Scan the records for the word "parameter". Copy each line that includes it.
═════ Data under study
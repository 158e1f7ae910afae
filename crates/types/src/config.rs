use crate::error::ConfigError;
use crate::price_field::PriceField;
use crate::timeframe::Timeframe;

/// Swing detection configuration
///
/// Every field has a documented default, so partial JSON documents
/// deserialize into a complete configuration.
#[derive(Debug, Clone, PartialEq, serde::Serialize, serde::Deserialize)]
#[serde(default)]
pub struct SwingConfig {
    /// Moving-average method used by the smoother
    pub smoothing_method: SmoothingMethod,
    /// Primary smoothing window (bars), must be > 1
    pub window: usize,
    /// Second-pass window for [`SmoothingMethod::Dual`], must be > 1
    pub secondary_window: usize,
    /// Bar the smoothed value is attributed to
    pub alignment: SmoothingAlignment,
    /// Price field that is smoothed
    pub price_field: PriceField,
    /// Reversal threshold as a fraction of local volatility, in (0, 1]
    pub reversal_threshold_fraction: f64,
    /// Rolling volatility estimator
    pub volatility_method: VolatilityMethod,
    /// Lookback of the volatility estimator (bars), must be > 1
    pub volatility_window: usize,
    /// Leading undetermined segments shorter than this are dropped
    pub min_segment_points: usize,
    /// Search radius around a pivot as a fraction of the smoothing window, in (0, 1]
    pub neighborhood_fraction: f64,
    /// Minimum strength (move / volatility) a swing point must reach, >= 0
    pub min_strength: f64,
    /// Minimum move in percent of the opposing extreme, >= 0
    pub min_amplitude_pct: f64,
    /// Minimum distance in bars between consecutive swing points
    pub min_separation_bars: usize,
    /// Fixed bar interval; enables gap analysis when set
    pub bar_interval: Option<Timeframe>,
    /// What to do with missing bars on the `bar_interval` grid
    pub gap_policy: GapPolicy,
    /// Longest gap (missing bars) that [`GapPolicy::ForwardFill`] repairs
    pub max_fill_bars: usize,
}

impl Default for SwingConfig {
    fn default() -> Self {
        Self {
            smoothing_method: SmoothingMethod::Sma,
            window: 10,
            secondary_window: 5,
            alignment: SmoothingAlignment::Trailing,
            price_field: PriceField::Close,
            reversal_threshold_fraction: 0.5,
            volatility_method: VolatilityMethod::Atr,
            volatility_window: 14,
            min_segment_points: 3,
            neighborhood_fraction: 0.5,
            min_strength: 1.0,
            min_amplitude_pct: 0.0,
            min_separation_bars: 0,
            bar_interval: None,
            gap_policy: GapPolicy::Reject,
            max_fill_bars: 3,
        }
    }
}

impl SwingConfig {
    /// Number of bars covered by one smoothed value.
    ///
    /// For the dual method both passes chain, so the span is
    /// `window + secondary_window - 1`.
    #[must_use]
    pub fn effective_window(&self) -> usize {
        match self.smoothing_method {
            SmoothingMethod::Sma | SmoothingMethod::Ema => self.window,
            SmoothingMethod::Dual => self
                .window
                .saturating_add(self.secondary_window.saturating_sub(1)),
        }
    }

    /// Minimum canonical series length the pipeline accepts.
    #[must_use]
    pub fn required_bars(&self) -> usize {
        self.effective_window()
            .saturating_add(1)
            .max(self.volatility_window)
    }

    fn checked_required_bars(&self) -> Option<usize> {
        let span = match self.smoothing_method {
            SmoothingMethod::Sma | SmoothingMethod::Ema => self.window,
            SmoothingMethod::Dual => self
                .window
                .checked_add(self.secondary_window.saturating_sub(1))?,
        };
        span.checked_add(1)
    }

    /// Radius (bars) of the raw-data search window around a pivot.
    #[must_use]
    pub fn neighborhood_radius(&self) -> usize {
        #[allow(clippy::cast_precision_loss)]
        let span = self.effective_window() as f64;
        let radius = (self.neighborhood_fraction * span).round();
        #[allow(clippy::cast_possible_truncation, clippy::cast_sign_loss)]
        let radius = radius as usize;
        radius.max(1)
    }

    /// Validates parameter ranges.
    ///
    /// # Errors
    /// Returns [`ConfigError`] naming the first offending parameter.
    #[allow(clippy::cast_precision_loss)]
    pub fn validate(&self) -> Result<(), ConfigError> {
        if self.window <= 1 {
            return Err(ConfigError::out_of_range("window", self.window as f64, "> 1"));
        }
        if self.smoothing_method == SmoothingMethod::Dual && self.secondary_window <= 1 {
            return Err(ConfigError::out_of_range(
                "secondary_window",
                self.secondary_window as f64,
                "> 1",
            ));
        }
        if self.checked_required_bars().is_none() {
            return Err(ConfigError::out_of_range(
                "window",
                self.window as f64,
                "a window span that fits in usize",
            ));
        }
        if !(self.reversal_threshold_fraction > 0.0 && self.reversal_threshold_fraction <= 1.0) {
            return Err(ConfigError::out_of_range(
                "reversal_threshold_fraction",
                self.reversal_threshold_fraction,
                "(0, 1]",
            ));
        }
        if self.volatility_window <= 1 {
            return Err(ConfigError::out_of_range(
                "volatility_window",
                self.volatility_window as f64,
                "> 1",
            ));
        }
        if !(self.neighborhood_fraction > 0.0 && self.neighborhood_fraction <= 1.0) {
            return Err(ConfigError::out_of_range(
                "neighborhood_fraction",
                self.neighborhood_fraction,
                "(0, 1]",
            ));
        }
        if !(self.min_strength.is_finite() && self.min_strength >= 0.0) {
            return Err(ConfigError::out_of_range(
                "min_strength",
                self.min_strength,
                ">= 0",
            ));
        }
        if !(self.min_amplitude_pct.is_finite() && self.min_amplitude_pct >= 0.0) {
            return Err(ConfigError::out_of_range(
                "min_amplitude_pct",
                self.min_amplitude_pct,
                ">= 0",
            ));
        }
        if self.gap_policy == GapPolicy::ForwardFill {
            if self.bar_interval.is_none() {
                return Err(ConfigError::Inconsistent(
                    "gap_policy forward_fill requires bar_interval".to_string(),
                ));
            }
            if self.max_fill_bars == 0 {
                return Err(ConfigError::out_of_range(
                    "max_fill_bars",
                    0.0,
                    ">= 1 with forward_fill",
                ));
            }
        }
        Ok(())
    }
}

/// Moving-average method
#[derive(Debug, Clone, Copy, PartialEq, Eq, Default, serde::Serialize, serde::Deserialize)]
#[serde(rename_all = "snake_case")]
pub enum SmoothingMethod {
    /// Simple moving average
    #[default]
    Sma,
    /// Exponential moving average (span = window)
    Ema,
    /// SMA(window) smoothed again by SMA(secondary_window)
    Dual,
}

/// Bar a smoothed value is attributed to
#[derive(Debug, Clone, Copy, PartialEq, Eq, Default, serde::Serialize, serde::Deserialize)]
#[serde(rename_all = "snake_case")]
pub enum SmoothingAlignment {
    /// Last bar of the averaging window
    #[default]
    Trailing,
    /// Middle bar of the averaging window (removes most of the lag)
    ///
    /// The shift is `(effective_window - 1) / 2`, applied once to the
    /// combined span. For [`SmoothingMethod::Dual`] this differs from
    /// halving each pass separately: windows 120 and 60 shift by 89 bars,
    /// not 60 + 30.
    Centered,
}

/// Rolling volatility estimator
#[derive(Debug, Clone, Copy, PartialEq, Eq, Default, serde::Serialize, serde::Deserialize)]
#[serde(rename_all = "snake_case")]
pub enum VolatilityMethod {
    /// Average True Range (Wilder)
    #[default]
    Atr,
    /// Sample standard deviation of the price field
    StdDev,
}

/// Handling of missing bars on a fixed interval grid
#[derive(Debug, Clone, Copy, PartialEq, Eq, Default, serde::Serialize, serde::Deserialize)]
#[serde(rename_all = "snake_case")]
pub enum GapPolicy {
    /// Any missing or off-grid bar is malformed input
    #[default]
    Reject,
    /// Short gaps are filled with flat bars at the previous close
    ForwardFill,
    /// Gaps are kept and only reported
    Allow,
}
══════════
═════ Data under study
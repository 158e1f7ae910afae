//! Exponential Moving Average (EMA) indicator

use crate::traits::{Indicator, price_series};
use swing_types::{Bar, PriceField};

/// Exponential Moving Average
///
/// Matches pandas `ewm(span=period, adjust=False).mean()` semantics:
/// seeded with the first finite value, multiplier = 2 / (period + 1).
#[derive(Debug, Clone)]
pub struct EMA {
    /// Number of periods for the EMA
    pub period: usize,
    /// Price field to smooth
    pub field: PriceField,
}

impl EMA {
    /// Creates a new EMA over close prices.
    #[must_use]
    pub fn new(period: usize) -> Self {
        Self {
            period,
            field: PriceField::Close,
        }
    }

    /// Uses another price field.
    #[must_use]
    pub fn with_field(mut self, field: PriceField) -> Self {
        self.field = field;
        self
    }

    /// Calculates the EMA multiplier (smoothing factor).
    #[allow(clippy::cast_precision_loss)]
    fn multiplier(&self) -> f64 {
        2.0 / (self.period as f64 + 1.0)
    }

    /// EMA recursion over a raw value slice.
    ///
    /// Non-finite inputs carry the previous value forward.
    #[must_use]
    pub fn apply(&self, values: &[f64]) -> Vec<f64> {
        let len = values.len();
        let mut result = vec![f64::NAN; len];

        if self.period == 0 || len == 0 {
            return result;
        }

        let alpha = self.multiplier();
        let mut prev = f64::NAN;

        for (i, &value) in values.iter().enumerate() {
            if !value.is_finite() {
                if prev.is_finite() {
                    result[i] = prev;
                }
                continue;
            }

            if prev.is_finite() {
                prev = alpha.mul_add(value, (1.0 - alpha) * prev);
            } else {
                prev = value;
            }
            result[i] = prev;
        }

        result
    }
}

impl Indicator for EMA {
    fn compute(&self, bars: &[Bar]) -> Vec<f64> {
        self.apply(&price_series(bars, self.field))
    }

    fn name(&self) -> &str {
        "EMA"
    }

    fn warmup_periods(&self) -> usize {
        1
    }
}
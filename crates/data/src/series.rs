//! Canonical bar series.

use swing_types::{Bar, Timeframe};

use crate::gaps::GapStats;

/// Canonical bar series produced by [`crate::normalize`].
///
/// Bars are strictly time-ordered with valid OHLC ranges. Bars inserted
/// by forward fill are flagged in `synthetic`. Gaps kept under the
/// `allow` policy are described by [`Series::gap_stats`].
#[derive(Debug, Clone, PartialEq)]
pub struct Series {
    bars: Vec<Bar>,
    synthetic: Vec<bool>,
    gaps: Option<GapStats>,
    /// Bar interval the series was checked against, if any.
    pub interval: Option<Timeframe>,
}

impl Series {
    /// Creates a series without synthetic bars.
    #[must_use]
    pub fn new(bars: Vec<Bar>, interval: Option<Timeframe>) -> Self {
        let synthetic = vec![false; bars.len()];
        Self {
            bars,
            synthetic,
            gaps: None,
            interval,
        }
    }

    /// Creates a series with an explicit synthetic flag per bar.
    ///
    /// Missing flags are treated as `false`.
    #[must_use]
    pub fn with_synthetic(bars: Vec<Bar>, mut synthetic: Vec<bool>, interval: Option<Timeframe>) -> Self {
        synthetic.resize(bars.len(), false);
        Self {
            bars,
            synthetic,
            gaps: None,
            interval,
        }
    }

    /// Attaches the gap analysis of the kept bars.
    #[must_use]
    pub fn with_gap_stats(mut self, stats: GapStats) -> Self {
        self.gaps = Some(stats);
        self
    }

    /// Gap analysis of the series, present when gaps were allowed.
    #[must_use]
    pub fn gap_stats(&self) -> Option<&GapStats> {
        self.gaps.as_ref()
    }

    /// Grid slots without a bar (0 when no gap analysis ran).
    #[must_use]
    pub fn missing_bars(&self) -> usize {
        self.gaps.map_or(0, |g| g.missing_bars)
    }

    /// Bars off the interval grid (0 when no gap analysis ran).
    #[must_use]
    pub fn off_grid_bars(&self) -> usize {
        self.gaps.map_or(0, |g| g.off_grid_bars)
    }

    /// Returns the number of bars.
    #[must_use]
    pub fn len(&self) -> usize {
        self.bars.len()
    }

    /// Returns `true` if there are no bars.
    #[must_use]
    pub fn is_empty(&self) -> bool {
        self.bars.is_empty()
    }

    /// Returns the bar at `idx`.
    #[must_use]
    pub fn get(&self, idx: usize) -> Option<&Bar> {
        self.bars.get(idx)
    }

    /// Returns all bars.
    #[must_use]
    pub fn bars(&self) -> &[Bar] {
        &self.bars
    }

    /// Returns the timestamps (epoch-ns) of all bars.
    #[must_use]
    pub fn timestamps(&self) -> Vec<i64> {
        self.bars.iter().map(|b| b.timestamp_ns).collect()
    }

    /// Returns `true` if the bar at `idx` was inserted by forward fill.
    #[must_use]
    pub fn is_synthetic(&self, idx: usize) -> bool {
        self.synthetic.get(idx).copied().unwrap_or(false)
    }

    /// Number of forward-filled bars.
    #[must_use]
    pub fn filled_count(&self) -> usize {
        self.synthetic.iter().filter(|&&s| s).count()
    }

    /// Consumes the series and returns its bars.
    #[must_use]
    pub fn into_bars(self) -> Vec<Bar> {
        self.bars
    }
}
══════════
▶ _Written response_:
    /// Validates parameter ranges.
    /// Returns [`ConfigError`] naming the first offending parameter.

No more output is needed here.